The first thing I liked was the loyalty card system (which is similar to that found in Shadows Over Camelot). What’s really pretty cool and different in BSG is that players actually get cards two times in the game, first at the start of the game and then again halfway through. If you get a “You are a Cylon” card either time, then you are one and are working against the other players. Dealing out cards the second time is very thematic, representing those sleeper cylon agents that didn’t even know they weren’t humans originally (like Boomer).
But there are also some issues with the system as well. In our 5-player game, for instance, there were two Cylon cards in the loyalty deck, but it became obvious to us early on that no player received either at the start of the game. Things were therefore a bit boring until after it became obvious that both our Admiral and President were actually Cylon sleeper agents! It is also conceivable that the same person could receive both cylon cards (one each time they were dealt), which would make the game way too easy for the humans.
I also liked the way that the Cylons attacked the Galactica. At the end of each turn, the active player draws a Crisis Card, and some of them indicate a Cylon attack, which places a certain number of base stars, raiders, civilian ships, and vipers into the space areas around the Galactica. Almost every other crisis card, however, would also have a little icon in the lower left corner that would activate some of the previously placed cylon units to either attack or (in the case of base stars) launch more raiders. Base stars could fire directly at the Galactica and damage internal areas (which wins them the game if they can damage 6 at the same time), while raiders can destroy civilian ships that usually reduce the total population of the fleet (which I’ll mention more later). Having this threat build around the ship and trying to figure out how to eliminate or (more often) hold it off until you could jump away was by far the most enjoyable part of the game.
Yeah, we were screwed…
On the other hand, the rest of the Crisis Step threats were pretty random and boring.
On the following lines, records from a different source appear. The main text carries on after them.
// ABOUTME: Turns a file on disk into text for the model: size guard, binary sniffing, encoding detection.
// ABOUTME: Notebooks, Word documents, spreadsheets, and PDFs go through format-specific extraction.

use std::fs;
use std::io::Read;
use std::path::Path;

use calamine::Reader as _;
use quick_xml::events::Event;
use thiserror::Error;

/// Files above this size are refused before any decoding.
pub const MAX_FILE_BYTES: u64 = 20 * 1000 * 1024;
const BINARY_SNIFF_BYTES: usize = 8 * 1024;
const MAX_SHEET_ROWS: usize = 500;

#[derive(Debug, Error)]
pub enum ExtractError {
    #[error("File too large ({size} bytes, limit {MAX_FILE_BYTES} bytes)")]
    TooLarge { size: u64 },

    #[error("Cannot read binary file")]
    Binary,

    #[error("{0}")]
    Io(#[from] std::io::Error),

    #[error("failed to extract {format} content: {message}")]
    Format {
        format: &'static str,
        message: String,
    },
}

impl ExtractError {
    fn format(format: &'static str, message: impl ToString) -> Self {
        ExtractError::Format {
            format,
            message: message.to_string(),
        }
    }
}

/// Read `path` as text, choosing an extractor by extension.
pub fn extract_text(path: &Path) -> Result<String, ExtractError> {
    let size = fs::metadata(path)?.len();
    if size > MAX_FILE_BYTES {
        return Err(ExtractError::TooLarge { size });
    }

    let extension = path
        .extension()
        .map(|ext| ext.to_string_lossy().to_ascii_lowercase())
        .unwrap_or_default();
    match extension.as_str() {
        "ipynb" => extract_notebook(path),
        "docx" => extract_docx(path),
        "xlsx" | "xls" | "ods" => extract_spreadsheet(path),
        "pdf" => pdf_extract::extract_text(path).map_err(|e| ExtractError::format("pdf", e)),
        _ => decode_text(&fs::read(path)?),
    }
}

/// Decode raw bytes: BOMs first, then UTF-8, then whatever legacy encoding
/// the detector settles on.
pub fn decode_text(bytes: &[u8]) -> Result<String, ExtractError> {
    if let Some(rest) = bytes.strip_prefix(&[0xEF, 0xBB, 0xBF]) {
        return Ok(String::from_utf8_lossy(rest).into_owned());
    }
    if let Some(rest) = bytes.strip_prefix(&[0xFF, 0xFE]) {
        return Ok(decode_utf16(rest, u16::from_le_bytes));
    }
    if let Some(rest) = bytes.strip_prefix(&[0xFE, 0xFF]) {
        return Ok(decode_utf16(rest, u16::from_be_bytes));
    }

    let sniff = &bytes[..bytes.len().min(BINARY_SNIFF_BYTES)];
    if sniff.contains(&0) {
        return Err(ExtractError::Binary);
    }
    if let Ok(text) = std::str::from_utf8(bytes) {
        return Ok(text.to_string());
    }

    let mut detector = chardetng::EncodingDetector::new();
    detector.feed(bytes, true);
    let encoding = detector.guess(None, false);
    let (text, had_errors) = encoding.decode_without_bom_handling(bytes);
    if had_errors {
        tracing::debug!(encoding = encoding.name(), "lossy decode of legacy-encoded file");
    }
    Ok(text.into_owned())
}

fn decode_utf16(bytes: &[u8], to_unit: fn([u8; 2]) -> u16) -> String {
    let units: Vec<u16> = bytes
        .chunks_exact(2)
        .map(|pair| to_unit([pair[0], pair[1]]))
        .collect();
    String::from_utf16_lossy(&units)
}

fn cell_source(value: &serde_json::Value) -> String {
    match value {
        serde_json::Value::String(s) => s.clone(),
        serde_json::Value::Array(parts) => parts.iter().filter_map(|p| p.as_str()).collect(),
        _ => String::new(),
    }
}

/// Markdown and code cell sources, in order.
fn extract_notebook(path: &Path) -> Result<String, ExtractError> {
    let raw = fs::read_to_string(path)?;
    let notebook: serde_json::Value =
        serde_json::from_str(&raw).map_err(|e| ExtractError::format("ipynb", e))?;
    let cells = notebook
        .get("cells")
        .and_then(|c| c.as_array())
        .ok_or_else(|| ExtractError::format("ipynb", "missing cells array"))?;

    let sections: Vec<String> = cells
        .iter()
        .filter(|cell| {
            matches!(
                cell.get("cell_type").and_then(|t| t.as_str()),
                Some("markdown") | Some("code")
            )
        })
        .map(|cell| cell.get("source").map(cell_source).unwrap_or_default())
        .filter(|source| !source.trim().is_empty())
        .collect();
    Ok(sections.join("\n\n"))
}

/// Paragraph text from `word/document.xml`.
fn extract_docx(path: &Path) -> Result<String, ExtractError> {
    let file = fs::File::open(path)?;
    let mut archive = zip::ZipArchive::new(file).map_err(|e| ExtractError::format("docx", e))?;
    let mut document = String::new();
    archive
        .by_name("word/document.xml")
        .map_err(|_| ExtractError::format("docx", "missing word/document.xml"))?
        .read_to_string(&mut document)?;

    let mut reader = quick_xml::Reader::from_str(&document);
    let mut paragraphs = Vec::new();
    let mut current = String::new();
    let mut in_text = false;
    loop {
        match reader.read_event() {
            Ok(Event::Start(e)) if e.local_name().as_ref() == b"t" => in_text = true,
            Ok(Event::End(e)) => match e.local_name().as_ref() {
                b"t" => in_text = false,
                b"p" => {
                    if !current.is_empty() {
                        paragraphs.push(std::mem::take(&mut current));
                    }
                }
                _ => {}
            },
            Ok(Event::Text(e)) if in_text => {
                let text = e.unescape().map_err(|e| ExtractError::format("docx", e))?;
                current.push_str(&text);
            }
            Ok(Event::Eof) => break,
            Err(e) => return Err(ExtractError::format("docx", e)),
            _ => {}
        }
    }
    if !current.is_empty() {
        paragraphs.push(current);
    }
    Ok(paragraphs.join("\n"))
}

/// Every sheet, rows tab-separated, each sheet capped at a fixed row count.
fn extract_spreadsheet(path: &Path) -> Result<String, ExtractError> {
    let mut workbook =
        calamine::open_workbook_auto(path).map_err(|e| ExtractError::format("spreadsheet", e))?;
    let names: Vec<String> = workbook.sheet_names().to_vec();

    let mut out = String::new();
    for name in names {
        let range = match workbook.worksheet_range(&name) {
            Ok(range) => range,
            Err(e) => {
                tracing::warn!(sheet = %name, error = %e, "skipping unreadable sheet");
                continue;
            }
        };
        out.push_str(&format!("--- Sheet: {name} ---\n"));
        let total = range.height();
        for row in range.rows().take(MAX_SHEET_ROWS) {
            let cells: Vec<String> = row.iter().map(|cell| cell.to_string()).collect();
            out.push_str(&cells.join("\t"));
            out.push('\n');
        }
        if total > MAX_SHEET_ROWS {
            out.push_str(&format!("... {} more rows\n", total - MAX_SHEET_ROWS));
        }
        out.push('\n');
    }
    Ok(out.trim_end().to_string())
}

#[cfg(test)]
mod tests {
    use super::*;
    use std::io::Write;
    use tempfile::TempDir;

    #[test]
    fn utf8_with_and_without_bom() {
        assert_eq!(decode_text(b"hello").unwrap(), "hello");
        assert_eq!(decode_text(b"\xEF\xBB\xBFhello").unwrap(), "hello");
    }

    #[test]
    fn utf16_boms_are_decoded() {
        let le = [0xFF, 0xFE, b'h', 0, b'i', 0];
        let be = [0xFE, 0xFF, 0, b'h', 0, b'i'];
        assert_eq!(decode_text(&le).unwrap(), "hi");
        assert_eq!(decode_text(&be).unwrap(), "hi");
    }

    #[test]
    fn western_legacy_text_is_detected() {
        let text = "Le café est très chaud, à déguster près du feu.";
        let (bytes, _, _) = encoding_rs::WINDOWS_1252.encode(text);
        assert_eq!(decode_text(&bytes).unwrap(), text);
    }

    #[test]
    fn gbk_source_is_decoded() {
        let source = "// 这是一个用于测试编码检测的中文注释，里面包含足够多的汉字。\n\
                      fn main() {\n    println!(\"你好，世界！欢迎使用架构图生成工具。\");\n}\n";
        let (bytes, _, had_errors) = encoding_rs::GBK.encode(source);
        assert!(!had_errors);
        assert!(std::str::from_utf8(&bytes).is_err());
        assert_eq!(decode_text(&bytes).unwrap(), source);
    }

    #[test]
    fn nul_byte_marks_binary() {
        assert!(matches!(
            decode_text(b"\x7fELF\x02\x01\x00\x00"),
            Err(ExtractError::Binary)
        ));
    }

    #[test]
    fn oversize_file_is_refused_before_reading() {
        let dir = TempDir::new().unwrap();
        let path = dir.path().join("big.log");
        let file = fs::File::create(&path).unwrap();
        file.set_len(MAX_FILE_BYTES + 1).unwrap();
        assert!(matches!(
            extract_text(&path),
            Err(ExtractError::TooLarge { size }) if size == MAX_FILE_BYTES + 1
        ));
    }

    #[test]
    fn notebook_cells_are_joined() {
        let dir = TempDir::new().unwrap();
        let path = dir.path().join("analysis.ipynb");
        fs::write(
            &path,
            r##"{"cells": [
                {"cell_type": "markdown", "source": ["# Title\n", "intro"]},
                {"cell_type": "raw", "source": "ignored"},
                {"cell_type": "code", "source": "import pandas as pd", "outputs": []}
            ]}"##,
        )
        .unwrap();
        assert_eq!(
            extract_text(&path).unwrap(),
            "# Title\nintro\n\nimport pandas as pd"
        );
    }

    #[test]
    fn docx_paragraphs_are_extracted() {
        let dir = TempDir::new().unwrap();
        let path = dir.path().join("design.docx");
        let file = fs::File::create(&path).unwrap();
        let mut zip = zip::ZipWriter::new(file);
        zip.start_file("word/document.xml", zip::write::SimpleFileOptions::default())
            .unwrap();
        zip.write_all(
            br#"<?xml version="1.0"?><w:document xmlns:w="http://schemas.openxmlformats.org/wordprocessingml/2006/main"><w:body><w:p><w:r><w:t>Gateway</w:t></w:r><w:r><w:t> talks to</w:t></w:r></w:p><w:p><w:r><w:t>the &amp; store</w:t></w:r></w:p></w:body></w:document>"#,
        )
        .unwrap();
        zip.finish().unwrap();

        assert_eq!(extract_text(&path).unwrap(), "Gateway talks to\nthe & store");
    }

    #[test]
    fn docx_without_document_part_is_a_format_error() {
        let dir = TempDir::new().unwrap();
        let path = dir.path().join("empty.docx");
        let file = fs::File::create(&path).unwrap();
        let mut zip = zip::ZipWriter::new(file);
        zip.start_file("other.xml", zip::write::SimpleFileOptions::default())
            .unwrap();
        zip.finish().unwrap();
        assert!(matches!(
            extract_text(&path),
            Err(ExtractError::Format { format: "docx", .. })
        ));
    }
}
The whole “skill check” thing seemed pretty themeless, and those cards never seemed to be much of a real threat. The event crisis cards were a little more interesting thematically, but they failed completely at involving more than one player in the action (because only one person ended up making the decision on the card). I did like how there were the four core resources (fuel, food, morale, and population) that the humans had to protect and manage (with the Cylons winning if any of them ran out), but the ways they were lost seemed, if not random, at least a bit hollow.
I did like the Jump Track mechanic as well, however. You see, the Galactica can’t just jump away from trouble exactly when it wants to, it has to prepare the jump drives and navigate to their destination and all that stuff, so it takes a little time. This is measured by the “Jump Preparation Track”, which basically has five steps on it. The track is advanced if there is a certain symbol in one corner of the crisis card for the turn, and if you get to the end of the track after a turn, the fleet jumps safely away from whatever trouble its having. On the third and fourth spot on the track, you can actually choose to jump early, but a certain number of population will be lost in the process, which made for some interesting decisions that have to be made (particularly in the midst of a heated Cylon attack).
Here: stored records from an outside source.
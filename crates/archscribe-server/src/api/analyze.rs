// ABOUTME: Task submission handler: starts an agent loop and streams its events as SSE.
// ABOUTME: The loop runs in a background task so a disconnected client never cuts a task short.

use std::sync::Arc;

use archscribe_agent::{EventEmitter, LoopEvent, TaskRequest, TaskRunner, TaskStatus};
use archscribe_store::MessageStateHandler;
use axum::Json;
use axum::extract::State;
use axum::http::{HeaderValue, StatusCode};
use axum::response::sse::{Event as SseEvent, KeepAlive, Sse};
use axum::response::{IntoResponse, Response};
use futures::stream::{Stream, StreamExt};
use tokio::sync::mpsc::UnboundedReceiver;
use tokio_stream::wrappers::UnboundedReceiverStream;
use ulid::Ulid;

use crate::app_state::SharedState;

pub const TASK_ID_HEADER: &str = "x-task-id";

/// Frame one loop event as an SSE event named after its type.
fn sse_event(event: &LoopEvent) -> Result<SseEvent, axum::Error> {
    SseEvent::default().event(event.name()).json_data(event)
}

fn event_stream_from_receiver(
    rx: UnboundedReceiver<LoopEvent>,
) -> impl Stream<Item = Result<SseEvent, axum::Error>> {
    UnboundedReceiverStream::new(rx).map(|event| sse_event(&event))
}

/// POST /api/analyze - Run a task and stream its events.
pub async fn analyze(
    State(state): State<SharedState>,
    Json(request): Json<TaskRequest>,
) -> Response {
    if request.message.trim().is_empty() {
        return (
            StatusCode::BAD_REQUEST,
            Json(serde_json::json!({ "error": "message is required" })),
        )
            .into_response();
    }

    let task_id = Ulid::new();
    let handler = Arc::new(MessageStateHandler::new(task_id, Arc::clone(&state.storage)));
    let runner = TaskRunner::new(Arc::clone(&state.provider), handler, state.settings);
    let (emitter, rx) = EventEmitter::channel();
    tracing::info!(task_id = %task_id, diagram_type = %request.diagram_type, "analyze request accepted");

    // Hold the lock across spawn so the task cannot deregister before it is registered.
    let mut running = state.running.write().await;
    let cleanup = Arc::clone(&state);
    let task = tokio::spawn(async move {
        match runner.run(request, &emitter).await {
            Ok(outcome) => {
                tracing::info!(
                    task_id = %task_id,
                    status = ?outcome.status,
                    turns = outcome.turns,
                    "task ended"
                );
            }
            Err(e) => {
                tracing::error!(task_id = %task_id, error = %e, "task aborted");
                emitter.emit(LoopEvent::Error {
                    error: e.to_string(),
                });
                emitter.emit(LoopEvent::Done {
                    status: TaskStatus::Failed,
                });
            }
        }
        cleanup.running.write().await.remove(&task_id);
    });
    running.insert(task_id, task);
    drop(running);

    let mut response = Sse::new(event_stream_from_receiver(rx))
        .keep_alive(KeepAlive::default())
        .into_response();
    if let Ok(value) = HeaderValue::from_str(&task_id.to_string()) {
        response.headers_mut().insert(TASK_ID_HEADER, value);
    }
    response
}
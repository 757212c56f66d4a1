// ABOUTME: API module containing the HTTP handler functions for the archscribe REST API.
// ABOUTME: Organized into task submission with SSE streaming and stored task history.

pub mod analyze;
pub mod tasks;
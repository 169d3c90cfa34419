//! The in-memory export model: components and Makefile rules accumulated in
//! task-completion order.

use crate::task::TaskKind;
use indexmap::IndexMap;
use std::path::{Path, PathBuf};

/// What kind of artifact a [`Component`] is.
#[derive(Debug, Clone, Copy, PartialEq, Eq, Hash)]
pub enum ComponentKind {
    /// Intermediate compiled object.
    Object,
    /// Linked executable program.
    Program,
    /// Linked shared library.
    SharedLib,
    /// Archived static library.
    StaticLib,
}

impl ComponentKind {
    pub fn from_task(kind: TaskKind) -> Self {
        match kind {
            TaskKind::CompileObject => Self::Object,
            TaskKind::LinkProgram => Self::Program,
            TaskKind::LinkSharedLib => Self::SharedLib,
            TaskKind::LinkStaticLib => Self::StaticLib,
        }
    }

    pub fn is_link(self) -> bool {
        !matches!(self, Self::Object)
    }

    /// Code::Blocks target type code, for link kinds only.
    pub fn cbp_type_code(self) -> Option<&'static str> {
        match self {
            Self::Object => None,
            Self::Program => Some("1"),
            Self::StaticLib => Some("2"),
            Self::SharedLib => Some("3"),
        }
    }
}

/// One build artifact and the metadata the emitters need for it.
///
/// Created when a matching build task finishes, keyed by the absolute path
/// of its primary output, and never mutated afterwards.
#[derive(Debug, Clone)]
pub struct Component {
    /// Base file name of the primary output.
    pub name: String,
    pub kind: ComponentKind,
    /// Ordered absolute input paths (sources for compiles, objects for links).
    pub inputs: Vec<PathBuf>,
    /// Ordered absolute output paths; the first is the primary output.
    pub outputs: Vec<PathBuf>,
    /// Absolute paths the task depends on but does not produce.
    pub depends: Vec<PathBuf>,
    /// The captured argv, exactly as executed.
    pub argv: Vec<String>,
    /// The argv after path/flag rewriting, ready for textual embedding.
    pub rewritten_argv: Vec<String>,
    /// Code::Blocks compiler id derived from argv\[0\] and the target CPU.
    pub compiler: String,
}

/// One Makefile rule block, in the shape the emitter renders it.
#[derive(Debug, Clone)]
pub enum MakeRule {
    /// `<target>:` / `mkdir -p <dir>` / `<command>`
    Compile { target: String, command: String },
    /// `<name>: \` / dependency lines / `<command>`
    Link {
        name: String,
        deps: Vec<String>,
        command: String,
    },
}

/// Process-wide accumulator for one export session.
///
/// Components are keyed by absolute primary-output path; map order is task
/// completion order, which the host guarantees to be stable for a given
/// build. The flat `targets`/`rules` lists feed the Makefile emitter and are
/// deliberately not de-duplicated.
#[derive(Debug, Default)]
pub struct ExportModel {
    pub components: IndexMap<PathBuf, Component>,
    /// Build-relative target paths, e.g. `build/src/foo.o`.
    pub targets: Vec<String>,
    pub rules: Vec<MakeRule>,
}

impl ExportModel {
    /// True when no exportable task was seen.
    pub fn is_empty(&self) -> bool {
        self.targets.is_empty() && self.components.is_empty()
    }

    /// The component that produced `output`, if any.
    pub fn component(&self, output: &Path) -> Option<&Component> {
        self.components.get(output)
    }

    /// All link-target components, in completion order.
    pub fn link_components(&self) -> impl Iterator<Item = &Component> {
        self.components.values().filter(|c| c.kind.is_link())
    }
}

/// Derives the Code::Blocks compiler id from the executed compiler binary
/// and the target CPU.
pub(crate) fn compiler_id(argv: &[String], dest_cpu: &str) -> String {
    let cc = argv
        .first()
        .map(|c| {
            Path::new(c)
                .file_name()
                .map(|n| n.to_string_lossy().into_owned())
                .unwrap_or_else(|| c.clone())
        })
        .unwrap_or_default();
    if cc.contains("mingw32") {
        "mingw32gcc".to_owned()
    } else if dest_cpu == "arm" {
        "armelfgcc".to_owned()
    } else {
        cc
    }
}

#[cfg(test)]
mod tests {
    use super::*;

    #[test]
    fn cbp_type_codes() {
        assert_eq!(ComponentKind::Program.cbp_type_code(), Some("1"));
        assert_eq!(ComponentKind::StaticLib.cbp_type_code(), Some("2"));
        assert_eq!(ComponentKind::SharedLib.cbp_type_code(), Some("3"));
        assert_eq!(ComponentKind::Object.cbp_type_code(), None);
    }

    #[test]
    fn compiler_id_uses_binary_basename() {
        let argv = vec!["/usr/bin/gcc".to_string()];
        assert_eq!(compiler_id(&argv, "x86_64"), "gcc");
    }

    #[test]
    fn compiler_id_maps_mingw_and_arm() {
        let mingw = vec!["i686-w64-mingw32-gcc".to_string()];
        assert_eq!(compiler_id(&mingw, "x86_64"), "mingw32gcc");

        let gcc = vec!["gcc".to_string()];
        assert_eq!(compiler_id(&gcc, "arm"), "armelfgcc");
    }
}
When you jump, the person currently serving as the Admiral draws two destination cards and picks one to travel to. These destinations may have some event or opportunity on them, but more importantly, they also give a certain number (1-4 I think) of destination points as well. When you get to 8 destination points, the humans win the game! Of course, getting to 4 points causes the sleeper agents to awaken, and (as it was in our game) when both Admiral Adama and President Roslin turn out to be Cylons, you’re pretty much screwed.
Overall, I liked the game more than not. It seemed a little boring to start, where you didn’t really have much to do on your turn if the Cylons weren’t attacking, but then it got insanely difficult when the traitors went to work. I think that the biggest weakness of the game is that, with the exception of the Cylon attack, there is no persistent threat that you can see building. The crisis cards are singular events that come and go, and while they may knock a point or two off a resource, they still don’t generate the tension that I expected. In Shadows Over Camelot, for instance, the “progression of evil” almost always causes the increase in one of the threats that are clear on the board. You either have a card added to one of the quests, another seige engine added to Camelot, or another Pict or Saxon added to the battlefield. Their continued presence serves as a constant reminder and source of stress, which is the crux of what makes the game fun for me. Battlestar Galactica just seems to miss that.
I love the theme, but when I compare the game itself to other great cooperative games like Shadows or Pandemic, I find it lacking. I still recognize that this is only a first-play impression, however, and I am very willing to try it out a few more times before I totally make up my mind. I just don’t know that I’ll buy it on sight like I was planning to originally.